### Work instruction
Your answer should be the lines below from the one holding "data.extend(ordered.iter().map(|&v| v as" through the one holding "async fn index()", copied exactly and with nothing else.

Dataset entries:
/---
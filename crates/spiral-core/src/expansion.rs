//! Spiral expansion: the caller-supplied function deriving child option sets.

use crate::context::Context;
use crate::types::OptionId;

/// Derives the option sets of the children spawned by a selection.
///
/// Invoked synchronously while the selection is applied. Implementations must
/// be free of side effects from the kernel's point of view: undo never replays
/// or reverses anything an expansion triggered.
pub trait Expansion: Send + Sync {
    /// Return one option set per child to spawn.
    fn expand(&self, selected: &str, context: &Context) -> Vec<Vec<OptionId>>;
}

impl<F> Expansion for F
where
    F: Fn(&str, &Context) -> Vec<Vec<OptionId>> + Send + Sync,
{
    fn expand(&self, selected: &str, context: &Context) -> Vec<Vec<OptionId>> {
        self(selected, context)
    }
}

/// Expansion that never spawns children.
#[derive(Debug, Clone, Copy, Default)]
pub struct NoExpansion;

impl Expansion for NoExpansion {
    fn expand(&self, _selected: &str, _context: &Context) -> Vec<Vec<OptionId>> {
        Vec::new()
    }
}

#[cfg(test)]
mod tests {
    use super::*;

    #[test]
    fn test_closure_expansion() {
        let expansion = |selected: &str, _ctx: &Context| {
            vec![vec![format!("{}:1", selected), format!("{}:2", selected)]]
        };
        let children = expansion.expand("Plan", &Context::new());
        assert_eq!(children, vec![vec!["Plan:1".to_string(), "Plan:2".to_string()]]);
    }

    #[test]
    fn test_no_expansion() {
        assert!(NoExpansion.expand("A", &Context::new()).is_empty());
    }
}
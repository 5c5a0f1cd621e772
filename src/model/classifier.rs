use crate::{
    error::ServiceError,
    model::{ModelMetadata, Prediction},
    preprocess::InputTensor,
};

/// A loaded, read-only classification model.
pub trait Classifier: Send + Sync {
    /// One forward pass, returning a score per class.
    fn scores(&self, input: &InputTensor) -> Result<Vec<f32>, ServiceError>;

    fn metadata(&self) -> ModelMetadata;
}

/// Index and value of the highest score. Ties resolve to the lowest index and
/// NaN scores never win. Returns `None` when no score is comparable.
pub fn argmax(scores: &[f32]) -> Option<(usize, f32)> {
    let mut best: Option<(usize, f32)> = None;
    for (idx, &score) in scores.iter().enumerate() {
        if score.is_nan() {
            continue;
        }
        match best {
            Some((_, top)) if score <= top => {}
            _ => best = Some((idx, score)),
        }
    }
    best
}

pub fn predict(classifier: &dyn Classifier, input: &InputTensor) -> Result<Prediction, ServiceError> {
    let scores = classifier.scores(input)?;
    let (class_index, score) = argmax(&scores).ok_or_else(|| {
        ServiceError::InferenceFailure(format!(
            "model returned no usable scores ({} values)",
            scores.len()
        ))
    })?;

    Ok(Prediction {
        class_index,
        score,
        num_classes: scores.len(),
    })
}
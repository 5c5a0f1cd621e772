use std::path::Path;

use image::{DynamicImage, RgbImage, imageops::FilterType};

use crate::{
    config::{ChannelOrder, INPUT_SIZE},
    error::ServiceError,
};

/// Single-sample batch in NHWC layout, raw `[0, 255]` pixel values.
#[derive(Debug, Clone, PartialEq)]
pub struct InputTensor {
    shape: [usize; 4],
    data: Vec<f32>,
}

impl InputTensor {
    pub fn new(shape: [usize; 4], data: Vec<f32>) -> Result<Self, ServiceError> {
        let expected: usize = shape.iter().product();
        if expected != data.len() {
            return Err(ServiceError::InferenceFailure(format!(
                "tensor shape {shape:?} needs {expected} values, got {}",
                data.len()
            )));
        }
        Ok(Self { shape, data })
    }

    pub fn shape(&self) -> [usize; 4] {
        self.shape
    }

    pub fn data(&self) -> &[f32] {
        &self.data
    }
}

/// Decodes by content rather than extension, so a misnamed upload still loads.
pub fn load_image(path: &Path) -> Result<DynamicImage, ServiceError> {
    let reader = image::io::Reader::open(path)?.with_guessed_format()?;
    reader
        .decode()
        .map_err(|err| ServiceError::InvalidImage(format!("{}: {err}", path.display())))
}

/// Squashes the image to `INPUT_SIZE` x `INPUT_SIZE`, ignoring aspect ratio.
pub fn resize(image: &DynamicImage) -> RgbImage {
    image
        .resize_exact(INPUT_SIZE, INPUT_SIZE, FilterType::CatmullRom)
        .to_rgb8()
}

/// Resizes, drops alpha and adds the leading batch dimension.
pub fn to_input_tensor(image: &DynamicImage, order: ChannelOrder) -> Result<InputTensor, ServiceError> {
    let resized = resize(image);
    let side = INPUT_SIZE as usize;

    let mut data = Vec::with_capacity(side * side * 3);
    for pixel in resized.pixels() {
        let [r, g, b] = pixel.0;
        let ordered = match order {
            ChannelOrder::Rgb => [r, g, b],
            ChannelOrder::Bgr => [b, g, r],
        };
        data.extend(ordered.iter().map(|&v| v as f32));
    }

    InputTensor::new([1, side, side, 3], data)
}

pub fn preprocess_file(path: &Path, order: ChannelOrder) -> Result<InputTensor, ServiceError> {
    let image = load_image(path)?;
    to_input_tensor(&image, order)
}
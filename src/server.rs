use std::sync::Arc;

use axum::{
    Json, Router,
    extract::{DefaultBodyLimit, Multipart, State, multipart::MultipartRejection},
    response::Html,
    routing::{get, post},
};
use serde::Serialize;
use tower_http::{services::ServeDir, trace::TraceLayer};

use crate::{
    config::AppConfig,
    error::{ApiError, ServiceError},
    model::{ModelMetadata, ModelRegistry},
    page::{self, PageContext},
    pipeline::{self, ImageUpload},
    storage::MediaStorage,
};

const IMAGE_FIELD: &str = "image";

#[derive(Clone)]
pub struct AppState {
    pub config: Arc<AppConfig>,
    pub registry: Arc<ModelRegistry>,
    pub storage: Arc<MediaStorage>,
}

#[derive(Serialize)]
struct MetadataResponse {
    loaded: bool,
    model: Option<ModelMetadata>,
    media_url: String,
}

pub fn build_router(config: Arc<AppConfig>, registry: Arc<ModelRegistry>) -> Router {
    let storage = Arc::new(MediaStorage::new(
        config.media_root.clone(),
        config.media_url.clone(),
    ));
    let media = ServeDir::new(&config.media_root);
    let media_prefix = config.media_url.trim_end_matches('/').to_string();
    let body_limit = config.body_limit_bytes;

    let state = AppState {
        config,
        registry,
        storage,
    };

    let router = Router::new()
        .route("/", get(index).post(upload))
        .route("/health", get(health))
        .route("/metadata", get(metadata))
        .route("/model/reload", post(reload_model))
        .with_state(state);

    let router = if media_prefix.is_empty() {
        router.fallback_service(media)
    } else {
        router.nest_service(&media_prefix, media)
    };

    router
        .layer(DefaultBodyLimit::max(body_limit))
        .layer(TraceLayer::new_for_http())
}

async fn index() -> Html<String> {
    page::render_index(&PageContext::default())
}

async fn upload(
    State(state): State<AppState>,
    multipart: Result<Multipart, MultipartRejection>,
) -> Result<Html<String>, ServiceError> {
    // A form posted without multipart encoding cannot carry a file.
    let Ok(multipart) = multipart else {
        return Err(ServiceError::MissingUpload);
    };
    let upload = read_image_field(multipart).await?;

    let result = pipeline::classify_upload(
        state.storage.clone(),
        &state.registry,
        state.config.channel_order,
        upload,
    )
    .await?;

    Ok(page::render_index(&PageContext {
        message: None,
        prediction: Some(result.prediction.class_index),
        score: Some(result.prediction.score),
        image_url: Some(result.upload.url),
    }))
}

/// Pulls the first `image` part. A part with no filename or no bytes is what
/// browsers send when nothing was picked, so it counts as missing.
async fn read_image_field(mut multipart: Multipart) -> Result<ImageUpload, ServiceError> {
    while let Some(field) = multipart
        .next_field()
        .await
        .map_err(|e| ServiceError::BadRequest(e.to_string()))?
    {
        if field.name() != Some(IMAGE_FIELD) {
            continue;
        }
        let file_name = field.file_name().unwrap_or_default().to_string();
        let bytes = field
            .bytes()
            .await
            .map_err(|e| ServiceError::BadRequest(e.to_string()))?;

        if file_name.is_empty() || bytes.is_empty() {
            return Err(ServiceError::MissingUpload);
        }
        return Ok(ImageUpload { file_name, bytes });
    }
    Err(ServiceError::MissingUpload)
}

async fn health() -> &'static str {
    "ok"
}

async fn metadata(State(state): State<AppState>) -> Json<MetadataResponse> {
    let model = state.registry.metadata();
    Json(MetadataResponse {
        loaded: model.is_some(),
        model,
        media_url: state.config.media_url.clone(),
    })
}

async fn reload_model(State(state): State<AppState>) -> Result<Json<ModelMetadata>, ApiError> {
    let metadata = state.registry.reload().await?;
    Ok(Json(metadata))
}
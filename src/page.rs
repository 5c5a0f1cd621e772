//! HTML for the single upload page. Success, validation messages and errors
//! all go through [`render_index`].

use std::fmt::Write as _;

use axum::response::Html;

#[derive(Debug, Clone, Default)]
pub struct PageContext {
    pub message: Option<String>,
    pub prediction: Option<usize>,
    pub score: Option<f32>,
    pub image_url: Option<String>,
}

pub fn render_index(context: &PageContext) -> Html<String> {
    let mut body = String::with_capacity(1024);
    body.push_str(
        "<!DOCTYPE html>\n<html>\n<head>\n<meta charset=\"utf-8\">\n\
         <title>Image Classifier</title>\n</head>\n<body>\n\
         <h1>Image Classifier</h1>\n\
         <form method=\"post\" action=\"/\" enctype=\"multipart/form-data\">\n\
         <input type=\"file\" name=\"image\" accept=\"image/*\">\n\
         <button type=\"submit\">Predict</button>\n</form>\n",
    );

    if let Some(message) = &context.message {
        let _ = writeln!(body, "<p class=\"message\">{}</p>", escape(message));
    }
    if let Some(url) = &context.image_url {
        let _ = writeln!(
            body,
            "<img class=\"upload\" src=\"{}\" alt=\"uploaded image\" width=\"200\">",
            escape(url)
        );
    }
    if let Some(prediction) = context.prediction {
        let _ = write!(
            body,
            "<p class=\"prediction\">Prediction: <span id=\"prediction\">{prediction}</span>"
        );
        if let Some(score) = context.score {
            let _ = write!(body, " (score {score:.4})");
        }
        body.push_str("</p>\n");
    }

    body.push_str("</body>\n</html>\n");
    Html(body)
}

fn escape(raw: &str) -> String {
    let mut out = String::with_capacity(raw.len());
    for c in raw.chars() {
        match c {
            '&' => out.push_str("&amp;"),
            '<' => out.push_str("&lt;"),
            '>' => out.push_str("&gt;"),
            '"' => out.push_str("&quot;"),
            '\'' => out.push_str("&#x27;"),
            _ => out.push(c),
        }
    }
    out
}
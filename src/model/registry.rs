use std::sync::Arc;

use parking_lot::RwLock;
use tokio::task;

use crate::{
    error::ServiceError,
    model::{Classifier, ModelMetadata, Prediction, predict},
    preprocess::InputTensor,
};

pub type ModelLoader = dyn Fn() -> Result<Arc<dyn Classifier>, ServiceError> + Send + Sync;

/// Process-wide holder of the loaded model.
///
/// The model is built once by [`ModelRegistry::initialize`] and shared
/// read-only afterwards. [`ModelRegistry::reload`] swaps in a fresh instance
/// from the same loader; requests already holding the old one finish on it.
/// [`ModelRegistry::shutdown`] drops it.
pub struct ModelRegistry {
    loader: Arc<ModelLoader>,
    current: RwLock<Option<Arc<dyn Classifier>>>,
}

impl ModelRegistry {
    pub fn initialize<F>(loader: F) -> Result<Self, ServiceError>
    where
        F: Fn() -> Result<Arc<dyn Classifier>, ServiceError> + Send + Sync + 'static,
    {
        let loader: Arc<ModelLoader> = Arc::new(loader);
        let model = loader()?;
        Ok(Self {
            loader,
            current: RwLock::new(Some(model)),
        })
    }

    #[cfg(feature = "tch-backend")]
    pub fn from_config(config: &crate::config::AppConfig) -> Result<Self, ServiceError> {
        let config = config.clone();
        Self::initialize(move || {
            let model = crate::model::TorchClassifier::from_config(&config)?;
            Ok(Arc::new(model) as Arc<dyn Classifier>)
        })
    }

    pub fn current(&self) -> Result<Arc<dyn Classifier>, ServiceError> {
        self.current
            .read()
            .clone()
            .ok_or_else(|| ServiceError::ModelUnavailable("model has been shut down".into()))
    }

    pub fn metadata(&self) -> Option<ModelMetadata> {
        self.current.read().as_ref().map(|model| model.metadata())
    }

    pub fn is_loaded(&self) -> bool {
        self.current.read().is_some()
    }

    /// Runs the forward pass on a blocking worker.
    pub async fn classify(&self, input: InputTensor) -> Result<Prediction, ServiceError> {
        let model = self.current()?;
        task::spawn_blocking(move || predict(model.as_ref(), &input))
            .await
            .map_err(|err| ServiceError::InferenceFailure(format!("inference task failed: {err}")))?
    }

    /// Loads a fresh model and swaps it in. On failure the previous model
    /// stays active.
    pub async fn reload(&self) -> Result<ModelMetadata, ServiceError> {
        let loader = self.loader.clone();
        let model = task::spawn_blocking(move || loader())
            .await
            .map_err(|err| ServiceError::ModelUnavailable(format!("reload task failed: {err}")))??;

        let metadata = model.metadata();
        self.current.write().replace(model);
        tracing::info!(model = %metadata.name, "model reloaded");
        Ok(metadata)
    }

    pub fn shutdown(&self) {
        if self.current.write().take().is_some() {
            tracing::info!("model released");
        }
    }
}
\---
### Result for this task
        data.extend(ordered.iter().map(|&v| v as f32));
    }

    InputTensor::new([1, side, side, 3], data)
}

pub fn preprocess_file(path: &Path, order: ChannelOrder) -> Result<InputTensor, ServiceError> {
    let image = load_image(path)?;
    to_input_tensor(&image, order)
}
filename src/server.rs
use std::sync::Arc;

use axum::{
    Json, Router,
    extract::{DefaultBodyLimit, Multipart, State, multipart::MultipartRejection},
    response::Html,
    routing::{get, post},
};
use serde::Serialize;
use tower_http::{services::ServeDir, trace::TraceLayer};

use crate::{
    config::AppConfig,
    error::{ApiError, ServiceError},
    model::{ModelMetadata, ModelRegistry},
    page::{self, PageContext},
    pipeline::{self, ImageUpload},
    storage::MediaStorage,
};

const IMAGE_FIELD: &str = "image";

#[derive(Clone)]
pub struct AppState {
    pub config: Arc<AppConfig>,
    pub registry: Arc<ModelRegistry>,
    pub storage: Arc<MediaStorage>,
}

#[derive(Serialize)]
struct MetadataResponse {
    loaded: bool,
    model: Option<ModelMetadata>,
    media_url: String,
}

pub fn build_router(config: Arc<AppConfig>, registry: Arc<ModelRegistry>) -> Router {
    let storage = Arc::new(MediaStorage::new(
        config.media_root.clone(),
        config.media_url.clone(),
    ));
    let media = ServeDir::new(&config.media_root);
    let media_prefix = config.media_url.trim_end_matches('/').to_string();
    let body_limit = config.body_limit_bytes;

    let state = AppState {
        config,
        registry,
        storage,
    };

    let router = Router::new()
        .route("/", get(index).post(upload))
        .route("/health", get(health))
        .route("/metadata", get(metadata))
        .route("/model/reload", post(reload_model))
        .with_state(state);

    let router = if media_prefix.is_empty() {
        router.fallback_service(media)
    } else {
        router.nest_service(&media_prefix, media)
    };

    router
        .layer(DefaultBodyLimit::max(body_limit))
        .layer(TraceLayer::new_for_http())
}

async fn index() -> Html<String> {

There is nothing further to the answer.